What Vicki describes as my philosophy in teaching the yakusoku kumite is to understand where the lines and limits of force are and not to stand there in the first place. With Inoue's books on kobudo (in Japanese), this was one of his precepts. When you think of an "uke" not as bashing or blocking the weapon but instead as a feeler while you reposition yourself for optimal offensive engagement, you suddenly get a dramatic paradigm shift.

When you get two people doing this simultaneously with the idea that they also are setting up an attack with the movement, then things get very interesting. Person A attacks. Person B repositions, and leaves Person A vulnerable to attack. Person A suddenly experiences that same "oh schit" moment Person A got when first attacked, and responds accordingly.
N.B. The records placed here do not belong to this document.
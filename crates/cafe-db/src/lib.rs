//! # cafe-db: Database Layer for the Cafe Ledger
//!
//! SQLite persistence for the catalog, branch stock, order costing, chart of
//! accounts, journal and subledgers, via sqlx.
//!
//! ## Architecture Position
//! ```text
//! ┌─────────────────────────────────────────────────────────────────────────┐
//! │                        Cafe Ledger Data Flow                            │
//! │                                                                         │
//! │  cafe-ledger engines (CostingEngine, JournalEngine, ...)               │
//! │       │                                                                 │
//! │       ▼                                                                 │
//! │  ┌─────────────────────────────────────────────────────────────────┐   │
//! │  │                     cafe-db (THIS CRATE)                        │   │
//! │  │                                                                 │   │
//! │  │   ┌───────────────┐    ┌───────────────┐    ┌──────────────┐  │   │
//! │  │   │   Database    │    │  Repositories │    │  Migrations  │  │   │
//! │  │   │   (pool.rs)   │    │               │    │  (embedded)  │  │   │
//! │  │   │               │    │ catalog stock │    │              │  │   │
//! │  │   │ SqlitePool    │◄───│ costing       │    │ 001_initial_ │  │   │
//! │  │   │ Transactions  │    │ account       │    │   schema.sql │  │   │
//! │  │   │               │    │ journal       │    │              │  │   │
//! │  │   │               │    │ invoice exp.  │    │              │  │   │
//! │  │   └───────────────┘    └───────────────┘    └──────────────┘  │   │
//! │  └─────────────────────────────────────────────────────────────────┘   │
//! │       │                                                                 │
//! │       ▼                                                                 │
//! │  SQLite database file (WAL)                                            │
//! └─────────────────────────────────────────────────────────────────────────┘
//! ```
//!
//! ## Usage
//!
//! ```rust,ignore
//! use cafe_db::{Database, DbConfig};
//!
//! let db = Database::new(DbConfig::new("ledger.db")).await?;
//! let beans = db.stock().quantity("branch-1", "beans").await?;
//! ```

// =============================================================================
// Module Declarations
// =============================================================================

pub mod error;
pub mod migrations;
pub mod pool;
pub mod repository;

// =============================================================================
// Re-exports
// =============================================================================

pub use error::{DbError, DbResult};
pub use pool::{Database, DbConfig};

pub use repository::account::AccountRepository;
pub use repository::catalog::CatalogRepository;
pub use repository::costing::CostingRepository;
pub use repository::expense::ExpenseRepository;
pub use repository::invoice::InvoiceRepository;
pub use repository::journal::JournalRepository;
pub use repository::stock::StockRepository;
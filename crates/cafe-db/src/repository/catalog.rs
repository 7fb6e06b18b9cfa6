//! # Catalog Repository
//!
//! Raw items, products, add-ons and the recipe lines joining them.
//!
//! ## Recipe Shape
//! ```text
//!   products ──┐                       ┌── addons
//!              │ recipe_lines          │ addon_recipe_lines
//!              ▼                       ▼
//!            (raw_item_id, quantity, unit, note)
//!              │
//!              ▼
//!          raw_items (stocking unit, unit cost)
//! ```
//!
//! Deleting a product, add-on or raw item cascades its recipe lines.
//! Branch stock and movements are kept: they have no foreign key.

use chrono::Utc;
use sqlx::{SqliteConnection, SqlitePool};
use tracing::debug;
use uuid::Uuid;

use crate::error::{DbError, DbResult};
use cafe_core::{Addon, AddonRecipeLine, Product, RawItem, RawItemCategory, RecipeLine};

const RAW_ITEM_COLUMNS: &str = "id, tenant_id, name, unit, unit_cost_millicents, category, \
                                is_active, created_at, updated_at";

// =============================================================================
// Connection-level queries (usable inside a caller's transaction)
// =============================================================================

/// Loads the raw items with the given ids. Missing ids are simply absent.
pub async fn raw_items_by_ids(
    conn: &mut SqliteConnection,
    ids: &[String],
) -> DbResult<Vec<RawItem>> {
    if ids.is_empty() {
        return Ok(Vec::new());
    }

    let placeholders = vec!["?"; ids.len()].join(", ");
    let sql = format!(
        "SELECT {} FROM raw_items WHERE id IN ({})",
        RAW_ITEM_COLUMNS, placeholders
    );

    let mut query = sqlx::query_as::<_, RawItem>(&sql);
    for id in ids {
        query = query.bind(id);
    }
    Ok(query.fetch_all(conn).await?)
}

/// Base recipe lines for a product, in insertion order.
pub async fn recipe_lines_for(
    conn: &mut SqliteConnection,
    product_id: &str,
) -> DbResult<Vec<RecipeLine>> {
    let lines = sqlx::query_as::<_, RecipeLine>(
        r#"
        SELECT id, product_id, raw_item_id, quantity, unit, note
        FROM recipe_lines
        WHERE product_id = ?1
        ORDER BY rowid
        "#,
    )
    .bind(product_id)
    .fetch_all(conn)
    .await?;

    Ok(lines)
}

/// Recipe lines for a set of add-ons.
pub async fn addon_recipe_lines_for(
    conn: &mut SqliteConnection,
    addon_ids: &[String],
) -> DbResult<Vec<AddonRecipeLine>> {
    if addon_ids.is_empty() {
        return Ok(Vec::new());
    }

    let placeholders = vec!["?"; addon_ids.len()].join(", ");
    let sql = format!(
        "SELECT id, addon_id, raw_item_id, quantity, unit, note \
         FROM addon_recipe_lines WHERE addon_id IN ({}) ORDER BY rowid",
        placeholders
    );

    let mut query = sqlx::query_as::<_, AddonRecipeLine>(&sql);
    for id in addon_ids {
        query = query.bind(id);
    }
    Ok(query.fetch_all(conn).await?)
}

/// Sets a raw item's cost per stocking unit.
pub async fn set_unit_cost(
    conn: &mut SqliteConnection,
    raw_item_id: &str,
    unit_cost_millicents: i64,
) -> DbResult<()> {
    let result = sqlx::query(
        "UPDATE raw_items SET unit_cost_millicents = ?1, updated_at = ?2 WHERE id = ?3",
    )
    .bind(unit_cost_millicents)
    .bind(Utc::now())
    .bind(raw_item_id)
    .execute(conn)
    .await?;

    if result.rows_affected() == 0 {
        return Err(DbError::not_found("RawItem", raw_item_id));
    }

    debug!(raw_item_id = %raw_item_id, unit_cost_millicents, "Unit cost updated");
    Ok(())
}

// =============================================================================
// Repository
// =============================================================================

/// Repository for catalog and recipe operations.
#[derive(Debug, Clone)]
pub struct CatalogRepository {
    pool: SqlitePool,
}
The operational word here is mindset.

Another thing worth mentioning here with Rick's rules and Leo's excellent addition (field of vision under SSR) is the idea that the biggest mistake most people make in a self defense situation is engaging in the first place. I didn't make up that bit of wisdom; I'm quoting it from someone else. But when you put yourself in the real world of self defense and living in a civilized society, suddenly that concept becomes very painfully real.

It's different though if you are a LEO, a soldier, a prison guard, etc. In those instances, you get paid to engage.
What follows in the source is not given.